# 🐍 Machine Learning Project Script

In [1]:
import pandas as pd
import ast
import networkx as nx
from sklearn.preprocessing import MinMaxScaler

# 1. Upload data

In [2]:
df_train_raw = pd.read_csv("train.csv", sep=',')
df_train_raw["edgelist"].head(1)
df_train_raw["edgelist"] = df_train_raw["edgelist"].apply(ast.literal_eval)

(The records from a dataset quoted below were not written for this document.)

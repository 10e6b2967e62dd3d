//! CLI command implementations
//!
//! Exit codes: 0 success, 2 configuration error, 4 initialization error,
//! 5 export failure.

pub mod export;
pub mod init;
pub mod validate;

/// Configuration problem
pub const EXIT_CONFIG_ERROR: i32 = 2;

/// Export could not be set up
pub const EXIT_INIT_ERROR: i32 = 4;

/// Export failed while running
pub const EXIT_FATAL: i32 = 5;
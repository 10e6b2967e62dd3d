//! Domain error types
//!
//! This module defines the error hierarchy for the exporter. Errors are
//! domain-specific and don't expose third-party types.

use std::time::Duration;
use thiserror::Error;

/// Main exporter error type
///
/// This is the primary error type used throughout the application.
/// It wraps specific error types and provides context for error handling.
#[derive(Debug, Error)]
pub enum ExporterError {
    /// Configuration-related errors
    #[error("Configuration error: {0}")]
    Configuration(String),

    /// Consent API errors
    #[error("Consent API error: {0}")]
    Api(#[from] ApiError),

    /// A required argument was missing or had the wrong shape
    #[error("Invalid argument: {0}")]
    InvalidArgument(String),

    /// Validation errors
    #[error("Validation error: {0}")]
    Validation(String),

    /// Serialization/deserialization errors
    #[error("Serialization error: {0}")]
    Serialization(String),

    /// I/O errors
    #[error("I/O error: {0}")]
    Io(String),

    /// Generic errors with context
    #[error("{0}")]
    Other(String),
}

/// Consent API errors
///
/// Errors that occur when talking to the remote consent-management API.
/// These errors don't expose the HTTP client's types.
#[derive(Debug, Error)]
pub enum ApiError {
    /// Failed to reach the server
    #[error("Failed to connect to consent API: {0}")]
    ConnectionFailed(String),

    /// Request timed out
    #[error("Request timeout: {0}")]
    Timeout(String),

    /// Rate limited by the server (429)
    #[error("Rate limit exceeded (429){}", retry_after_suffix(.retry_after))]
    RateLimited {
        /// Value of the `Retry-After` header, when the server sent one
        retry_after: Option<Duration>,
    },

    /// Client error (4xx other than 429)
    #[error("Client error: {status} - {message}")]
    ClientError { status: u16, message: String },

    /// Server error (5xx)
    #[error("Server error: {status} - {message}")]
    ServerError { status: u16, message: String },

    /// Response could not be interpreted
    #[error("Invalid response from server: {0}")]
    InvalidResponse(String),
}

impl ApiError {
    /// Whether the request that produced this error may be sent again.
    ///
    /// Every request the exporter issues is a GET, so server errors are
    /// retried along with transport failures and throttling.
    pub fn is_retryable(&self) -> bool {
        match self {
            ApiError::ConnectionFailed(_)
            | ApiError::Timeout(_)
            | ApiError::RateLimited { .. }
            | ApiError::ServerError { .. } => true,
            ApiError::ClientError { .. } | ApiError::InvalidResponse(_) => false,
        }
    }

    /// Minimum delay the server asked for before the next attempt
    pub fn retry_after(&self) -> Option<Duration> {
        match self {
            ApiError::RateLimited { retry_after } => *retry_after,
            _ => None,
        }
    }
}

fn retry_after_suffix(retry_after: &Option<Duration>) -> String {
    match retry_after {
        Some(delay) => format!(", retry after {}s", delay.as_secs()),
        None => String::new(),
    }
}

impl From<std::io::Error> for ExporterError {
    fn from(err: std::io::Error) -> Self {
        ExporterError::Io(err.to_string())
    }
}

impl From<serde_json::Error> for ExporterError {
    fn from(err: serde_json::Error) -> Self {
        ExporterError::Serialization(err.to_string())
    }
}

impl From<toml::de::Error> for ExporterError {
    fn from(err: toml::de::Error) -> Self {
        ExporterError::Configuration(format!("TOML parse error: {err}"))
    }
}
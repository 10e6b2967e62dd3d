//! Streaming CSV output
//!
//! The file at the target path is removed and recreated on every run; rows
//! go through a buffered writer and are never collected in memory. A run
//! that fails midway leaves the rows written so far on disk.

use crate::core::format::{format_row, header_row};
use crate::domain::{ConsentRecord, ExporterError, Result};
use std::path::{Path, PathBuf};
use tokio::fs::{self, File};
use tokio::io::{AsyncWriteExt, BufWriter};

/// Writer for one export file
pub struct ConsentCsvWriter {
    path: PathBuf,
    inner: BufWriter<File>,
    rows: usize,
}

impl ConsentCsvWriter {
    /// Create (or replace) the file at `path` and write the header line
    ///
    /// Missing parent directories are created.
    pub async fn create(path: impl AsRef<Path>) -> Result<Self> {
        let path = path.as_ref().to_path_buf();

        if let Some(parent) = path.parent().filter(|p| !p.as_os_str().is_empty()) {
            fs::create_dir_all(parent).await.map_err(|e| {
                ExporterError::Io(format!(
                    "Failed to create output directory {}: {e}",
                    parent.display()
                ))
            })?;
        }

        if fs::try_exists(&path).await? {
            tracing::debug!(path = %path.display(), "Removing previous export file");
            fs::remove_file(&path).await?;
        }

        let file = File::create(&path).await.map_err(|e| {
            ExporterError::Io(format!("Failed to create {}: {e}", path.display()))
        })?;

        let mut writer = Self {
            path,
            inner: BufWriter::new(file),
            rows: 0,
        };
        writer.write_line(&header_row()).await?;
        Ok(writer)
    }

    /// Append one consent record as a row
    pub async fn write_record(&mut self, record: &ConsentRecord) -> Result<()> {
        self.write_line(&format_row(record)).await?;
        self.rows += 1;
        Ok(())
    }

    /// Flush and close the file, returning the number of data rows
    pub async fn finish(mut self) -> Result<usize> {
        self.inner.flush().await?;
        self.inner.shutdown().await?;
        tracing::debug!(path = %self.path.display(), rows = self.rows, "Export file closed");
        Ok(self.rows)
    }

    async fn write_line(&mut self, line: &str) -> Result<()> {
        self.inner.write_all(line.as_bytes()).await?;
        self.inner.write_all(b"\n").await?;
        Ok(())
    }
}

df_test_raw = pd.read_csv("test.csv", sep=',')
df_test_raw["edgelist"].head(1)
df_test_raw["edgelist"] = df_test_raw["edgelist"].apply(ast.literal_eval)

In [3]:
print(df_train_raw.columns)


Index(['language', 'sentence', 'n', 'edgelist', 'root'], dtype='object')


# 2. Pre-Processing


In [3]:
import networkx as nx
import pandas as pd
from sklearn.preprocessing import MinMaxScaler
import numpy as np
from itertools import combinations
from community import community_louvain  # pip install python-louvain

# Feature processing and normalization
def normalize_group(df_group):
    numeric_cols = [
        'deg', 'degree', 'closeness', 'betweenness', 'pagerank',
        'eigenvector', 'harmonic', 'eccentricity', 
        'clustering', 'avg_neighbor_degree', 'community'
    ]
    scaler = MinMaxScaler()
    df_group[numeric_cols] = scaler.fit_transform(df_group[numeric_cols])
    return df_group

def pre_processing(data):
    training_data = []
    
    for idx, row in data.iterrows():
        edgelist = row["edgelist"]
        T = nx.Graph()
        T.add_edges_from(edgelist)

        if not nx.is_connected(T):
            continue
        
        root_node = row.get("root", None)
        
        # Essential centrality measures
        closeness = nx.closeness_centrality(T)
        betweenness = nx.betweenness_centrality(T)
        pagerank = nx.pagerank(T, max_iter=1000)
        deg_centrality = nx.degree_centrality(T)
        
        # Robust eigenvector computation
        try:
            eigenvector = nx.eigenvector_centrality(T, max_iter=10000, tol=1e-06)
        except nx.PowerIterationFailedConvergence:
            eigenvector = {n: 0.0 for n in T.nodes}
            
        harmonic = nx.harmonic_centrality(T)
        
        # Structural properties
        degree = dict(T.degree())
        eccentricity = nx.eccentricity(T)
        clustering = nx.clustering(T)
        avg_neighbor_degree = nx.average_neighbor_degree(T)
        
        # Community detection
        partition = community_louvain.best_partition(T)
        
        for v in T.nodes:
            features = {
                "sentence": row["sentence"],
                "language": row["language"],
                "n": row["n"],
                "node": v,
                "deg": deg_centrality[v],
                "degree": degree[v],
                "closeness": closeness[v],
                "betweenness": betweenness[v],
                "pagerank": pagerank[v],
                "eigenvector": eigenvector[v],
                "harmonic": harmonic[v],
                "eccentricity": eccentricity[v],
                "clustering": clustering[v],
                "avg_neighbor_degree": avg_neighbor_degree[v],
                "community": partition[v],
            }
            
            if "id" in row:
                features["id"] = row["id"]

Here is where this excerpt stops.